The doctor came past him. ‘They were spotted when they were almost on target, but it gave away the critical last thirty seconds. It’s what it depends on – success, failure. I think, Lukas, it’s neither… I hope to save them.’

He didn’t look into the faces of the two men, just glanced and saw the long, wispy beards and hair, the blood of bullet wounds on filthy clothing, and the grimaces because they were in shock and the morphine had not yet taken effect. Three men now emerged from the Huey and they were helped down, then led away bent low from the spinning rotors. They looked weak and near to collapse. He did the equation.
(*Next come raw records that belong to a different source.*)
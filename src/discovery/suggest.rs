//! Keyword suggestion strategies
//!
//! The discovery pipeline and keyword evolution ask a `SuggestionStrategy`
//! for extra search terms. `Ai` delegates to a `KeywordSuggester` (the
//! production one is `LlmSuggester`, an OpenAI-compatible chat completions
//! client) and falls back to the rule-based generator whenever the suggester
//! errors or returns nothing. Nothing downstream depends on the AI path
//! succeeding.

use crate::config::SuggesterConfig;
use crate::discovery::normalize::{normalize_username, username_form};
use async_trait::async_trait;
use serde::{Deserialize, Serialize};
use std::sync::Arc;

#[derive(Debug, thiserror::Error)]
pub enum SuggestError {
    #[error("HTTP error: {0}")]
    Http(#[from] reqwest::Error),
    #[error("suggester API error ({status}): {body}")]
    Api { status: u16, body: String },
    #[error("unparseable suggester response: {0}")]
    Parse(String),
}

#[derive(Debug, Clone, Default, PartialEq, Eq, Serialize, Deserialize)]
pub struct Suggestions {
    #[serde(default)]
    pub keywords: Vec<String>,
    #[serde(default)]
    pub usernames: Vec<String>,
    #[serde(default)]
    pub variations: Vec<String>,
}

impl Suggestions {
    pub fn is_empty(&self) -> bool {
        self.keywords.is_empty() && self.usernames.is_empty() && self.variations.is_empty()
    }

    /// Every suggested term, usernames first
    pub fn all_terms(&self) -> impl Iterator<Item = &String> {
        self.usernames
            .iter()
            .chain(self.keywords.iter())
            .chain(self.variations.iter())
    }
}

#[async_trait]
pub trait KeywordSuggester: Send + Sync {
    async fn suggest(&self, topic: &str, count: usize) -> Result<Suggestions, SuggestError>;
}

#[derive(Clone)]
pub enum SuggestionStrategy {
    Ai(Arc<dyn KeywordSuggester>),
    RuleBased,
}

impl std::fmt::Debug for SuggestionStrategy {
    fn fmt(&self, f: &mut std::fmt::Formatter<'_>) -> std::fmt::Result {
        match self {
            SuggestionStrategy::Ai(_) => f.write_str("SuggestionStrategy::Ai"),
            SuggestionStrategy::RuleBased => f.write_str("SuggestionStrategy::RuleBased"),
        }
    }
}

impl SuggestionStrategy {
    pub async fn suggest(&self, topic: &str, count: usize) -> Suggestions {
        let suggester = match self {
            SuggestionStrategy::RuleBased => return rule_based(topic, count),
            SuggestionStrategy::Ai(suggester) => suggester,
        };

        match suggester.suggest(topic, count).await {
            Ok(suggestions) if !suggestions.is_empty() => suggestions,
            Ok(_) => {
                log::warn!("⚠️  Suggester returned nothing for '{}', using rule-based terms", topic);
                rule_based(topic, count)
            }
            Err(e) => {
                log::warn!("⚠️  Suggester failed for '{}': {}, using rule-based terms", topic, e);
                rule_based(topic, count)
            }
        }
    }
}

const ATTACHED_SUFFIXES: [&str; 7] = ["lik", "lar", "chilar", "uz", "group", "chat", "guruh"];
const UNDERSCORE_SUFFIXES: [&str; 5] = ["_group", "_chat", "_guruh", "_uz", "_official"];
const PREFIXES: [&str; 5] = ["guruh_", "chat_", "group_", "uz_", "official_"];

/// Username-shaped variations of `topic` built from fixed affixes
///
/// Only `variations` is populated. Returns at most `count` terms.
pub fn rule_based(topic: &str, count: usize) -> Suggestions {
    let word = match username_form(topic) {
        Some(word) => word,
        None => return Suggestions::default(),
    };

    let mut variations = vec![word.clone()];
    variations.extend(UNDERSCORE_SUFFIXES.iter().map(|s| format!("{}{}", word, s)));
    variations.extend(ATTACHED_SUFFIXES.iter().map(|s| format!("{}{}", word, s)));
    variations.extend(PREFIXES.iter().map(|p| format!("{}{}", p, word)));

    let mut seen = std::collections::HashSet::new();
    variations.retain(|v| seen.insert(v.clone()));
    variations.truncate(count);

    Suggestions {
        variations,
        ..Suggestions::default()
    }
}

const SYSTEM_PROMPT: &str = "You generate search terms for finding public chat groups. \
Reply with a single JSON object with the arrays \"keywords\", \"usernames\" and \"variations\". \
Usernames use only a-z, 0-9 and underscore, with no spaces.";

/// OpenAI-compatible chat completions client
pub struct LlmSuggester {
    client: reqwest::Client,
    config: SuggesterConfig,
}

impl LlmSuggester {
    pub fn new(config: SuggesterConfig) -> Result<Self, SuggestError> {
        let client = reqwest::Client::builder().timeout(config.timeout).build()?;
        Ok(Self { client, config })
    }
}

#[async_trait]
impl KeywordSuggester for LlmSuggester {
    async fn suggest(&self, topic: &str, count: usize) -> Result<Suggestions, SuggestError> {
        let body = serde_json::json!({
            "model": self.config.model,
            "max_tokens": self.config.max_tokens,
            "temperature": 0.8,
            "messages": [
                { "role": "system", "content": SYSTEM_PROMPT },
                { "role": "user", "content": format!("Topic: {}\nReturn up to {} terms per array.", topic, count) }
            ],
        });

        let response = self
            .client
            .post(&self.config.url)
            .bearer_auth(&self.config.api_key)
            .json(&body)
            .send()
            .await?;

        if !response.status().is_success() {
            let status = response.status().as_u16();
            let body = response.text().await.unwrap_or_default();
            return Err(SuggestError::Api { status, body });
        }

        let json: serde_json::Value = response.json().await?;
        let content = json["choices"][0]["message"]["content"]
            .as_str()
            .ok_or_else(|| SuggestError::Parse("missing choices[0].message.content".to_string()))?;

        let suggestions = parse_suggestions(content, count);
        log::info!(
            "🤖 Suggester: {} keywords, {} usernames, {} variations for '{}'",
            suggestions.keywords.len(),
            suggestions.usernames.len(),
            suggestions.variations.len(),
            topic
        );
        Ok(suggestions)
    }
}

/// Parse model output: a JSON object if there is one, otherwise a
/// comma-separated list treated as variations
pub fn parse_suggestions(content: &str, count: usize) -> Suggestions {
    let json_slice = match (content.find('{'), content.rfind('}')) {
        (Some(start), Some(end)) if end > start => Some(&content[start..=end]),
        _ => None,
    };

    let raw = json_slice
        .and_then(|slice| serde_json::from_str::<Suggestions>(slice).ok())
        .unwrap_or_else(|| Suggestions {
            variations: content.split([',', '\n']).map(str::to_string).collect(),
            ..Suggestions::default()
        });

    Suggestions {
        keywords: clean_terms(raw.keywords, count),
        usernames: raw
            .usernames
            .iter()
            .filter_map(|u| normalize_username(u))
            .filter(|u| u.len() >= 5)
            .take(count)
            .collect(),
        variations: clean_terms(raw.variations, count),
    }
}

fn clean_terms(terms: Vec<String>, count: usize) -> Vec<String> {
    let mut seen = std::collections::HashSet::new();
    terms
        .into_iter()
        .map(|t| t.trim().trim_matches('"').to_lowercase())
        .filter(|t| !t.is_empty())
        .filter(|t| seen.insert(t.clone()))
        .take(count)
        .collect()
}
Intelligence had reported six hostages – a French tourist who was an irresponsible idiot, a Canadian water-purification-plant engineer whose light aircraft had come down three years earlier, a judge who had been kidnapped eighteen months back, two local politicians who had been snatched four and a half years ago, and a missionary who was said to have Peruvian papers. One dead, two wounded, three unharmed was a good return.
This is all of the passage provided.